Patients were followed for a median of 46.1 months, during which 264 patients either experienced recurrence of the original tumor, were diagnosed with a new breast cancer, were diagnosed with a new cancer outside the breast, or had died.

After 5 years, the rate of IDFS was 89.6% among patients given additional trastuzumab and 89.2% among those treated with standard adjuvant chemotherapy alone, at an overall hazard ratio for IDFS of 0.98 ( P = .90).

Further analysis showed that there was no significant difference in IDFS between the two treatment arms when the patients are stratified by IHC score 1+ or 2+, by the number of positive lymph nodes, by hormone receptor status, and by the chosen chemotherapy regimen.

Dr Fehrenbacher concluded that neither the primary objective of improving IDFS nor any of the secondary endpoints were met, and there were no trends for efficacy. Importantly, there was also no difference in outcomes between IHC 1+ and IHC 2+ tumors.

Although noting that the patients in both arms of the study "did quite well," he said that "the retrospective outcome differences between locally tested HER2+ and HER2-low patients identified in two major trials are not readily explained."

He added: "There is no benefit with trastuzumab therapy in patients with FISH ratios of less than 2.0 and IHC staining intensity of 1+ and 2+."

Asked by Medscape Medical News about the now apparently anomalous findings in the previous trials, Dr Fehrenbacher said: "Certainly one of the explanations for this outcome is that it's a different sample sent to the central laboratory, and tumors, we know, can be very heterogeneous."

Dr Kaklamani agreed with Dr Fehrenbacher's assessment, telling Medscape Medical News that she was "not surprised" by the results of the study and that tumor heterogeneity between the locally and centrally tested samples was the most likely explanation for the benefit with trastuzumab in HER2-low tumors seen previously.

She said: "We see this more and more now that we're doing neoadjuvant chemotherapy and we give anti-HER2 therapy, for example, and then what remains is triple-negative [disease].
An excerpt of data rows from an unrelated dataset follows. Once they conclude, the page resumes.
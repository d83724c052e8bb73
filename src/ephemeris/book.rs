//! Ephemeris selection
use std::collections::HashMap;

#[cfg(feature = "log")]
use log::{debug, warn};

use crate::prelude::{Duration, Epoch, Ephemeris, Error, SV};

/// Default tolerated ephemeris age, in hours
const DEFAULT_MAX_AGE_HOURS: f64 = 4.0;

/// [EphemerisSelection] defines how an [Ephemeris] is picked
/// for a given epoch.
#[derive(Debug, Copy, Clone, PartialEq)]
pub struct EphemerisSelection {
    /// Beyond this age (absolute distance between the time of issue
    /// and the epoch of interest), the selected [Ephemeris] is reported as outdated.
    pub max_age: Duration,
}

impl Default for EphemerisSelection {
    /// Builds a default [EphemerisSelection] tolerating 4 hour old ephemerides.
    fn default() -> Self {
        Self {
            max_age: Duration::from_hours(DEFAULT_MAX_AGE_HOURS),
        }
    }
}

impl EphemerisSelection {
    /// Returns a new [EphemerisSelection] with desired maximal age.
    pub fn with_max_age(&self, max_age: Duration) -> Self {
        let mut s = *self;
        s.max_age = max_age;
        s
    }
}

/// [EphemerisBook] stores the [Ephemeris] records of many satellites.
#[derive(Default, Debug, Clone)]
pub struct EphemerisBook {
    /// Internal buffer, in chronological order per [SV]
    records: HashMap<SV, Vec<Ephemeris>>,
    /// Selection method
    selection: EphemerisSelection,
}

impl EphemerisBook {
    /// Allocate new [EphemerisBook]
    pub fn new() -> Self {
        Self {
            records: HashMap::with_capacity(8),
            selection: EphemerisSelection::default(),
        }
    }

    /// Define an [EphemerisBook] with desired [EphemerisSelection].
    pub fn with_selection(&self, selection: EphemerisSelection) -> Self {
        let mut s = self.clone();
        s.selection = selection;
        s
    }

    /// Stores a new [Ephemeris].
    pub fn insert(&mut self, ephemeris: Ephemeris) {
        let records = self.records.entry(ephemeris.sv).or_default();
        let index = records.partition_point(|eph| eph.toe <= ephemeris.toe);
        records.insert(index, ephemeris);
    }

    /// Iterates the satellites we have ephemerides for.
    pub fn sv(&self) -> impl Iterator<Item = SV> + '_ {
        self.records.keys().copied()
    }

    /// Iterates all [Ephemeris] of this satellite, in chronological order.
    pub fn ephemerides(&self, sv: SV) -> impl Iterator<Item = &Ephemeris> + '_ {
        self.records.get(&sv).into_iter().flatten()
    }

    /// Total number of [Ephemeris] records
    pub fn len(&self) -> usize {
        self.records.values().map(|records| records.len()).sum()
    }

    /// True if no [Ephemeris] was stored
    pub fn is_empty(&self) -> bool {
        self.len() == 0
    }

    /// Returns the [Ephemeris] of this satellite whose time of issue is the
    /// closest to `t`. Outdated ephemerides are still returned, but reported.
    pub fn closest(&self, sv: SV, t: Epoch) -> Result<&Ephemeris, Error> {
        let eph = self
            .ephemerides(sv)
            .min_by_key(|eph| (eph.toe - t).abs())
            .ok_or(Error::NoEphemeris(sv))?;

        let age = (eph.toe - t).abs();
        if age > self.selection.max_age {
            #[cfg(feature = "log")]
            warn!("{}({}) - ephemeris is {} old", t, sv, age);
        } else {
            #[cfg(feature = "log")]
            debug!("{}({}) - selected toe={}", t, sv, eph.toe);
        }

        Ok(eph)
    }

    /// Returns the [Ephemeris] selection method in use.
    pub fn selection(&self) -> EphemerisSelection {
        self.selection
    }
}

impl FromIterator<Ephemeris> for EphemerisBook {
    fn from_iter<I: IntoIterator<Item = Ephemeris>>(iter: I) -> Self {
        let mut s = Self::new();
        for eph in iter {
            s.insert(eph);
        }
        s
    }
}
"Or, we give regular chemotherapy and then all of a sudden we do HER2 testing and it's positive," she added. "I've had several patients that I had to go back to and give them a year of Herceptin that I wasn't going to give them before, because I killed the part of the tumor that was HER2-, but there was a part that I never knew existed before that was HER2+ that remained."

On the question of whether patients should be tested multiple times to identify HER2+ disease within the tumor, Dr Kaklamani said that "one of the issues is whether the insurance pays for the second test."

She continued: "In many cases, insurance doesn't [pay for the second test], which means that the patient won't, which means that the pathology lab is going to be stuck with a bill, and, as cheap as IHC is (a few hundred dollars), if you add that to all the patients per year, it's a lot of tests that they're not going to get paid for."

Dr Kaklamani emphasized that the earlier data revealed that only 9.7% of patients were incorrectly identified, which means that "we get it right 90% of the time," although she pointed out that "that 9% of is pretty important for the patient."

The study was supported by funds from the National Cancer Institute and Genentech. Dr Fehrenbacher has received contracts for research for Genentech/Roche, CellDez, AbbVie, Macrogenics, Cascadian, and Pfizer, as well as study participation. Other researchers also have disclosed conflicts of interest. Dr Kaklamani has disclosed no relevant financial relationships. 

San Antonio Breast Cancer Symposium (SABCS) 2017: Abstract GS1-01. Presented December 6, 2017.